As Oman’s cities continue to develop and grow, careful planning will be required to minimise the devastating impact flash floods have on people and property. Although it is easy to dismiss the possibility of flash floods in arid areas such as the Middle East, it is always important to be prepared for such disasters with climate change resulting in a predicted increase in flash floods in the future.
At the third International Symposium on Flash Floods and Wadi Systems held at the German University of Technology (GUTech), more than 100 experts from across the world met to discuss how this could be mitigated. “Whenever any advice is issued, it is very important for people to follow that,” said Ahmed Al Barwani, water resources expert at the Ministry of Regional Municipalities and Water Resources. “People should not drive on the wadis unless they are very safe, because you only have less than half a metre of water in the wadi sometimes, but this is very dangerous, and it can wash away everything, so people should take care.” The country’s biggest dam is currently under construction in Sur to ward off future flash floods, and Al Barwani says this is one of the measures the Sultanate undertook after Cyclone Gonu to ensure that the nation’s worst natural disaster does not repeat itself in future. “Gonu was a very good lesson for all of us,” he revealed.
“We have flood protection dams in Salalah and Amerat now. The ministry is upgrading the flood risk maps, and these will be distributed to other organisations. We are also monitoring all the floods through 400 stations that analyse data on wadi flows and rainfall, which can be read in real time. We can now alert people even before a flood happens.
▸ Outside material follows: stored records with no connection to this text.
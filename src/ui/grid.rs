/// Album grid: a title per album followed by rows of clickable thumbnails
use iced::widget::{column, container, image, mouse_area, row, text, Column, Row};
use iced::{alignment, mouse, ContentFit, Element, Length};

use super::layout::{GridLayout, Item, Tile, PADDING, SPACING, THUMB_HEIGHT, TITLE_HEIGHT};
use crate::state::cache::{ImageCache, Tier};
use crate::state::data::album_title;
use crate::state::index::ImageIndex;
use crate::Message;

/// Render `layout`; `footer` goes below the last album (load more / status)
pub fn view<'a>(
    layout: &GridLayout,
    index: &'a ImageIndex,
    cache: &'a ImageCache,
    footer: Element<'a, Message>,
) -> Element<'a, Message> {
    let mut grid: Column<'a, Message> = column![].spacing(SPACING).padding(PADDING);

    for placed in &layout.items {
        grid = grid.push(match &placed.item {
            Item::Title(album) => container(text(album_title(*album)).size(22))
                .height(Length::Fixed(TITLE_HEIGHT))
                .align_y(alignment::Vertical::Bottom)
                .into(),
            Item::Row(tiles) => thumbnail_row(tiles, index, cache),
        });
    }

    grid.push(footer).width(Length::Fill).into()
}

fn thumbnail_row<'a>(
    tiles: &[Tile],
    index: &'a ImageIndex,
    cache: &'a ImageCache,
) -> Element<'a, Message> {
    let mut tiles_row: Row<'a, Message> = row![].spacing(SPACING).height(Length::Fixed(THUMB_HEIGHT));

    for tile in tiles {
        let Some(photo) = index.get(tile.photo) else {
            continue;
        };

        let content: Element<'a, Message> = match cache.get(Tier::Thumb, &photo.filename) {
            Some(loaded) => image(loaded.handle.clone())
                .width(Length::Fixed(tile.width))
                .height(Length::Fixed(THUMB_HEIGHT))
                .content_fit(ContentFit::Cover)
                .into(),
            None => container(
                text(match cache.failure(Tier::Thumb, &photo.filename) {
                    Some(_) => format!("⚠ {}", photo.filename),
                    None => photo.filename.clone(),
                })
                .size(12),
            )
                .width(Length::Fixed(tile.width))
                .height(Length::Fixed(THUMB_HEIGHT))
                .center_x(Length::Fixed(tile.width))
                .center_y(Length::Fixed(THUMB_HEIGHT))
                .style(container::rounded_box)
                .into(),
        };

        tiles_row = tiles_row.push(
            mouse_area(content)
                .on_press(Message::OpenPhoto(tile.photo))
                .interaction(mouse::Interaction::Pointer),
        );
    }

    tiles_row.into()
}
Once impending cyclones have been announced, people now know what to do.” A number of topics, including hydraulic simulation, water harvesting and sedimentation, risk assessment management, as well as hazards and mitigation were discussed, and recommendations on these were expected to be forwarded to the ministries.
“We are looking forward to cooperation with other nations, because people are interested in Oman as we have done lots of studies in flood management, we have a good database of previous floods, and we know a lot about the behaviour of floods. We have several PhDs working on this,” stressed Al Barwani.
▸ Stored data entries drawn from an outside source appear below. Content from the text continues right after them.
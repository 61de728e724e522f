//! Tests for dataset loading and saving

use churnprep::pipeline::{load_dataset, save_dataset};
use polars::prelude::*;
use std::path::Path;
use tempfile::TempDir;

#[path = "common/mod.rs"]
mod common;

use common::*;

#[test]
fn test_csv_round_trip() {
    let mut df = create_raw_churn_dataframe();
    let (_temp_dir, csv_path) = create_temp_csv(&mut df);

    let loaded = load_dataset(&csv_path, 10000).unwrap();

    assert_eq!(loaded.shape(), df.shape());
    assert_has_columns(&loaded, &["Customer ID", "Tenure", "Churn"]);
}

#[test]
fn test_parquet_round_trip() {
    let mut df = create_raw_churn_dataframe();
    let (_temp_dir, parquet_path) = create_temp_parquet(&mut df);

    let loaded = load_dataset(&parquet_path, 10000).unwrap();

    assert_eq!(loaded.shape(), df.shape());
    // Parquet preserves dtypes exactly
    assert_eq!(loaded.dtypes(), df.dtypes());
}

#[test]
fn test_csv_and_parquet_agree() {
    let mut df = create_raw_churn_dataframe();
    let (_csv_dir, csv_path) = create_temp_csv(&mut df);
    let (_parquet_dir, parquet_path) = create_temp_parquet(&mut df);

    let from_csv = load_dataset(&csv_path, 10000).unwrap();
    let from_parquet = load_dataset(&parquet_path, 10000).unwrap();

    assert_eq!(from_csv.shape(), from_parquet.shape());
    assert_eq!(from_csv.get_column_names(), from_parquet.get_column_names());
}

#[test]
fn test_full_schema_scan() {
    let mut df = create_raw_churn_dataframe();
    let (_temp_dir, csv_path) = create_temp_csv(&mut df);

    // infer_schema_length of 0 requests a full scan
    let loaded = load_dataset(&csv_path, 0).unwrap();
    assert_eq!(loaded.shape(), df.shape());
}

#[test]
fn test_unsupported_input_format_errors() {
    let result = load_dataset(Path::new("data.xlsx"), 10000);
    assert!(result.is_err());
    assert!(result
        .unwrap_err()
        .to_string()
        .contains("Unsupported file format"));
}

#[test]
fn test_missing_file_errors() {
    let result = load_dataset(Path::new("/nonexistent/data.csv"), 10000);
    assert!(result.is_err());
}

#[test]
fn test_save_csv_then_reload() {
    let temp_dir = TempDir::new().unwrap();
    let path = temp_dir.path().join("out.csv");

    let mut df = df! {
        "tenure" => [1i64, 2, 3],
        "churn" => [0i64, 1, 0],
    }
    .unwrap();
    save_dataset(&mut df, &path).unwrap();

    let loaded = load_dataset(&path, 10000).unwrap();
    assert_eq!(loaded.shape(), (3, 2));
}

#[test]
fn test_save_unsupported_format_errors() {
    let temp_dir = TempDir::new().unwrap();
    let path = temp_dir.path().join("out.json");

    let mut df = df! { "a" => [1i32] }.unwrap();
    let result = save_dataset(&mut df, &path);
    assert!(result.is_err());
    assert!(result
        .unwrap_err()
        .to_string()
        .contains("Unsupported output format"));
}
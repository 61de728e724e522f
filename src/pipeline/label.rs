//! Label column normalization
//!
//! Maps the "yes"/"no" churn label to integer 0/1. The handling of
//! unrecognized tokens is an explicit, named policy rather than a silent
//! default: strict mode fails with the offending value, coerce mode maps it
//! to 0 and reports how many values were coerced.

use anyhow::Result;
use polars::prelude::*;

use super::schema::has_column;

/// Policy for label values that are neither "yes" nor "no"
#[derive(Debug, Clone, Copy, PartialEq, Eq, Default)]
pub enum LabelPolicy {
    /// Fail with a descriptive error on the first unrecognized token
    #[default]
    Strict,
    /// Map unrecognized tokens to 0 and count them
    Coerce,
}

impl std::fmt::Display for LabelPolicy {
    fn fmt(&self, f: &mut std::fmt::Formatter<'_>) -> std::fmt::Result {
        match self {
            LabelPolicy::Strict => write!(f, "strict"),
            LabelPolicy::Coerce => write!(f, "coerce"),
        }
    }
}

impl std::str::FromStr for LabelPolicy {
    type Err = String;

    fn from_str(s: &str) -> Result<Self, Self::Err> {
        match s.to_lowercase().as_str() {
            "strict" => Ok(LabelPolicy::Strict),
            "coerce" => Ok(LabelPolicy::Coerce),
            _ => Err(format!(
                "Unknown label policy: '{}'. Use 'strict' or 'coerce'.",
                s
            )),
        }
    }
}

/// Counts gathered while normalizing the label column
#[derive(Debug, Clone, Default)]
pub struct LabelOutcome {
    /// Values mapped to 1
    pub positives: usize,
    /// Values mapped to 0
    pub negatives: usize,
    /// Missing values defaulted to 0
    pub null_defaults: usize,
    /// Unrecognized tokens coerced to 0 (coerce policy only)
    pub coerced: usize,
}

/// Normalize the label column to integer 0/1 in place.
///
/// Tokens are trimmed and lowercased before matching: "yes" maps to 1 and
/// "no" maps to 0. True nulls become 0 under both policies. Returns `None`
/// when the label column is absent (the stage is a no-op).
pub fn normalize_label_column(
    df: &mut DataFrame,
    label: &str,
    policy: LabelPolicy,
) -> Result<Option<LabelOutcome>> {
    if !has_column(df, label) {
        return Ok(None);
    }

    let values: Vec<Option<String>> = {
        let col = df.column(label)?;
        let strings = col.cast(&DataType::String)?;
        strings
            .str()?
            .iter()
            .map(|v| v.map(|s| s.to_string()))
            .collect()
    };

    let mut outcome = LabelOutcome::default();
    let mut encoded: Vec<i32> = Vec::with_capacity(values.len());

    for value in &values {
        match value {
            Some(raw) => match raw.trim().to_lowercase().as_str() {
                "yes" => {
                    outcome.positives += 1;
                    encoded.push(1);
                }
                "no" => {
                    outcome.negatives += 1;
                    encoded.push(0);
                }
                other => match policy {
                    LabelPolicy::Strict => anyhow::bail!(
                        "Unrecognized value '{}' in label column '{}'. Expected 'yes' or 'no'; \
                         rerun with --label-policy coerce to map unknown values to 0.",
                        other,
                        label
                    ),
                    LabelPolicy::Coerce => {
                        outcome.coerced += 1;
                        outcome.negatives += 1;
                        encoded.push(0);
                    }
                },
            },
            None => {
                outcome.null_defaults += 1;
                outcome.negatives += 1;
                encoded.push(0);
            }
        }
    }

    df.with_column(Series::new(label.into(), encoded))?;
    Ok(Some(outcome))
}

#[cfg(test)]
mod tests {
    use super::*;

    #[test]
    fn test_yes_no_mapping() {
        let mut df = df! {
            "churn" => ["Yes", " no ", "YES", "No"],
        }
        .unwrap();

        let outcome = normalize_label_column(&mut df, "churn", LabelPolicy::Strict)
            .unwrap()
            .unwrap();

        assert_eq!(outcome.positives, 2);
        assert_eq!(outcome.negatives, 2);

        let values: Vec<i32> = df
            .column("churn")
            .unwrap()
            .i32()
            .unwrap()
            .iter()
            .flatten()
            .collect();
        assert_eq!(values, vec![1, 0, 1, 0]);
    }

    #[test]
    fn test_strict_rejects_unknown_token() {
        let mut df = df! {
            "churn" => ["yes", "maybe"],
        }
        .unwrap();

        let result = normalize_label_column(&mut df, "churn", LabelPolicy::Strict);
        assert!(result.is_err());
        assert!(result.unwrap_err().to_string().contains("maybe"));
    }

    #[test]
    fn test_coerce_counts_unknown_tokens() {
        let mut df = df! {
            "churn" => ["yes", "maybe", "no"],
        }
        .unwrap();

        let outcome = normalize_label_column(&mut df, "churn", LabelPolicy::Coerce)
            .unwrap()
            .unwrap();

        assert_eq!(outcome.coerced, 1);

        let values: Vec<i32> = df
            .column("churn")
            .unwrap()
            .i32()
            .unwrap()
            .iter()
            .flatten()
            .collect();
        assert_eq!(values, vec![1, 0, 0]);
    }

    #[test]
    fn test_nulls_default_to_zero_under_strict() {
        let mut df = df! {
            "churn" => [Some("yes"), None, Some("no")],
        }
        .unwrap();

        let outcome = normalize_label_column(&mut df, "churn", LabelPolicy::Strict)
            .unwrap()
            .unwrap();

        assert_eq!(outcome.null_defaults, 1);
        assert_eq!(df.column("churn").unwrap().null_count(), 0);
    }

    #[test]
    fn test_absent_label_is_noop() {
        let mut df = df! {
            "tenure" => [1i32, 2],
        }
        .unwrap();

        let outcome = normalize_label_column(&mut df, "churn", LabelPolicy::Strict).unwrap();
        assert!(outcome.is_none());
        assert_eq!(df.width(), 1);
    }
}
A number of Japanese scientists also attended the symposium. Long-term planning saw Japan dilute the impact of Hurricane Fukushima, and Al Barwani was keen to learn from them “The Japanese have very good experience in all kinds of natural hazards, so we want to learn from them, and whatever we can share will help to improve our networks and the way we mitigate floods,” he emphasised. Also present was Dr Dalila Loudyi, professor of water and environmental engineering at the Université Hassan II in Morocco. “In Oman, there are several areas in cities that are not covered with pavement, so flood water runoff will be less harmful,” she explained.
“Flood protection must be observed from the very beginning of city planning, because cities sometimes grow at a fast pace because of the demand from people moving into them. “It is important not to overlook these things as cities expand,” added Loudyi. “People think that because they are in an arid zone, there is no chance of a flood happening, but the history of events shows that this is not true, because this is a very important and recurring problem. “There should be good governance for city expansion, through good communication between the administration and those who manage the cities,” she said. “Green spaces are very important in cities, and you should not cover all the ground with impervious material. Let nature do its job, so it can absorb the water,” she elaborated.